Per tutelarli (e per evitare che possano trasformarsi loro malgrado in veicolo di contagio tra colleghi e verso altri pazienti) la Regione ha approntato un piano per effettuare tamponi e test per rilevare la presenza di Covid-19.
I test saranno effettuati su tutti i dipendenti che lavorano in pronto soccorso, chi lavora nel territorio (chi va a raccogliere i tamponi), chi lavora nelle strutture socio-sanitarie, medici di medicina generale e farmacisti, partendo da chi ha una qualche sintomaticità.

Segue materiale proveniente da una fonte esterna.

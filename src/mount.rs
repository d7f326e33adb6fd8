use crate::dom::{self, EventListener};
use crate::frame::RenderTask;
use folio_core::{Clock, FrameOutcome, FrameTime, ShaderSurface, SurfaceBackend, Viewport};
use std::cell::RefCell;
use std::rc::Rc;
use web_sys as web;

/// A live shader surface: its canvas, its frame task and its resize listener.
///
/// Unmounting cancels the frame task before releasing GPU resources, so no
/// draw can touch a released backend.
pub struct SurfaceMount<B: SurfaceBackend + 'static> {
    label: String,
    canvas: web::HtmlCanvasElement,
    surface: Rc<RefCell<ShaderSurface<B>>>,
    task: RenderTask,
    resize: Option<EventListener>,
}

impl<B: SurfaceBackend + 'static> SurfaceMount<B> {
    /// Start drawing `backend` every frame. `measure` yields the container
    /// size on resize; `prepare` runs before each draw.
    pub fn start(
        label: impl Into<String>,
        canvas: web::HtmlCanvasElement,
        backend: B,
        clock: Rc<dyn Clock>,
        measure: impl Fn() -> Viewport + 'static,
        mut prepare: impl FnMut(&mut ShaderSurface<B>, FrameTime) + 'static,
    ) -> anyhow::Result<Self> {
        let label = label.into();
        let surface = Rc::new(RefCell::new(ShaderSurface::new(backend, measure())));

        let surface_resize = surface.clone();
        let resize = EventListener::on_window("resize", move |_| {
            if let Ok(mut s) = surface_resize.try_borrow_mut() {
                s.resize(measure());
            }
        })?;

        let surface_frame = surface.clone();
        let frame_label = label.clone();
        let task = RenderTask::start(clock, move |time| {
            // busy with an image upload; skip this frame
            let Ok(mut s) = surface_frame.try_borrow_mut() else {
                return true;
            };
            prepare(&mut s, time);
            match s.frame(time.elapsed) {
                Ok(FrameOutcome::Drawn) => true,
                Ok(FrameOutcome::Stopped) => false,
                Err(e) => {
                    log::warn!("[{}] draw failed: {}", frame_label, e);
                    true
                }
            }
        });
        log::info!("[{}] mounted", label);

        Ok(Self {
            label,
            canvas,
            surface,
            task,
            resize: Some(resize),
        })
    }

    pub fn surface(&self) -> &Rc<RefCell<ShaderSurface<B>>> {
        &self.surface
    }

    /// Stop the frame task, drop the listener, release the GPU and detach
    /// the canvas. Idempotent.
    pub fn unmount(&mut self) {
        self.task.cancel();
        if self.resize.take().is_none() {
            return;
        }
        self.surface.borrow_mut().teardown();
        self.canvas.remove();
        log::info!("[{}] unmounted", self.label);
    }
}

impl<B: SurfaceBackend + 'static> Drop for SurfaceMount<B> {
    fn drop(&mut self) {
        self.unmount();
    }
}

/// Size of `el` in CSS pixels at the current device pixel ratio, with a
/// fallback for containers not laid out yet.
pub fn measure_element(el: &web::Element, fallback: (f32, f32)) -> Viewport {
    let (mut w, mut h) = (el.client_width() as f32, el.client_height() as f32);
    if w <= 0.0 || h <= 0.0 {
        (w, h) = fallback;
    }
    Viewport::new(w, h, dom::device_pixel_ratio())
}

/// Full window viewport.
pub fn measure_window() -> Viewport {
    let (w, h) = dom::window_size();
    Viewport::new(w, h, dom::device_pixel_ratio())
}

I sindacati dei lavoratori della sanità dell’Umbria, Fp Cgil, Fp Cisl e Uil Fpl, lanciano però una nuova accusa verso Regione e autorità sanitarie: “Non solo in tutti gli ospedali dell’Umbria e nei servizi territoriali il personale sanitario è stato obbligato a lavorare in una condizione oggettiva di insufficiente protezione, ma l’impressione è che l’attuale priorità delle Aziende possa essere quella di scaricare le responsabilità sugli operatori, piuttosto che garantire la loro salute e sicurezza sul lavoro”.
È una nuova dura accusa lanciata all’indomani del confronto avuto con la Regione. Nel corso del quale – spiegano le tre sigle – il commissario straordinario dell’Azienda ospedaliera di Perugia, Onnis, parlando degli operatori sanitari già risultati positivi al Covid-19, ha dichiarato testualmente: “Si stima un’equa distribuzione tra chi si è contagiato sul lavoro e chi in occasione di altri rapporti sociali”.

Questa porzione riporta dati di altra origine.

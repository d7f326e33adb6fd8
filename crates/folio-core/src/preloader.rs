//! One-shot startup sequence: fill the progress bar, hold, fade the overlay,
//! then report completion exactly once.

use crate::config::PreloaderConfig;
use crate::easing::Easing;

#[derive(Clone, Copy, Debug, PartialEq, Eq)]
pub enum PreloaderPhase {
    Filling,
    Holding,
    Fading,
    Finished,
}

#[derive(Clone, Debug)]
pub struct Preloader {
    config: PreloaderConfig,
    elapsed: f32,
    signalled: bool,
}

impl Preloader {
    pub fn new(config: PreloaderConfig) -> Self {
        Self {
            config,
            elapsed: 0.0,
            signalled: false,
        }
    }

    fn fade_start(&self) -> f32 {
        self.config.fill_sec + self.config.hold_sec
    }

    fn total(&self) -> f32 {
        self.fade_start() + self.config.fade_sec
    }

    pub fn phase(&self) -> PreloaderPhase {
        if self.elapsed < self.config.fill_sec {
            PreloaderPhase::Filling
        } else if self.elapsed < self.fade_start() {
            PreloaderPhase::Holding
        } else if self.elapsed < self.total() {
            PreloaderPhase::Fading
        } else {
            PreloaderPhase::Finished
        }
    }

    /// Progress bar fill in \[0, 1\].
    pub fn bar_fraction(&self) -> f32 {
        if self.config.fill_sec <= 0.0 {
            return 1.0;
        }
        Easing::Power2Out.apply(self.elapsed / self.config.fill_sec)
    }

    pub fn overlay_opacity(&self) -> f32 {
        if self.config.fade_sec <= 0.0 {
            return if self.elapsed >= self.fade_start() { 0.0 } else { 1.0 };
        }
        let t = (self.elapsed - self.fade_start()) / self.config.fade_sec;
        1.0 - Easing::Power1Out.apply(t)
    }

    /// Pointer events pass through once the fade has begun.
    pub fn blocks_pointer(&self) -> bool {
        self.elapsed < self.fade_start()
    }

    /// Advance by `dt` seconds. Returns `true` on the single frame the
    /// sequence completes.
    pub fn advance(&mut self, dt: f32) -> bool {
        self.elapsed += dt.max(0.0);
        if self.signalled || self.phase() != PreloaderPhase::Finished {
            return false;
        }
        self.signalled = true;
        log::info!("[preloader] finished after {:.2}s", self.elapsed);
        true
    }

    pub fn is_finished(&self) -> bool {
        self.signalled
    }
}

“Da eroi a untori quindi?” si chiedono si chiedono i sindacati, che hanno distribuito tra i lavoratori un nuovo volantino, dopo quello che pochi giorni fa aveva fatto esplodere il caso del clamoroso taglio degli stipendi per infermieri, tecnici e oss. “Ma con quale sensibilità di affermano cose simili – si domandano Fp Cgil, Fp Cisl e Uil Fpl – mentre i lavoratori si stanno spendendo, anima e corpo, con sacrificio? E cosa fanno le aziende per proteggere operatori e pazienti da questo rischio?”.
“Pretendiamo che tutte le aziende tutelino la salute dei lavoratori – concludono i sindacati – Gli eroi si riconoscono con i fatti, non a parole”.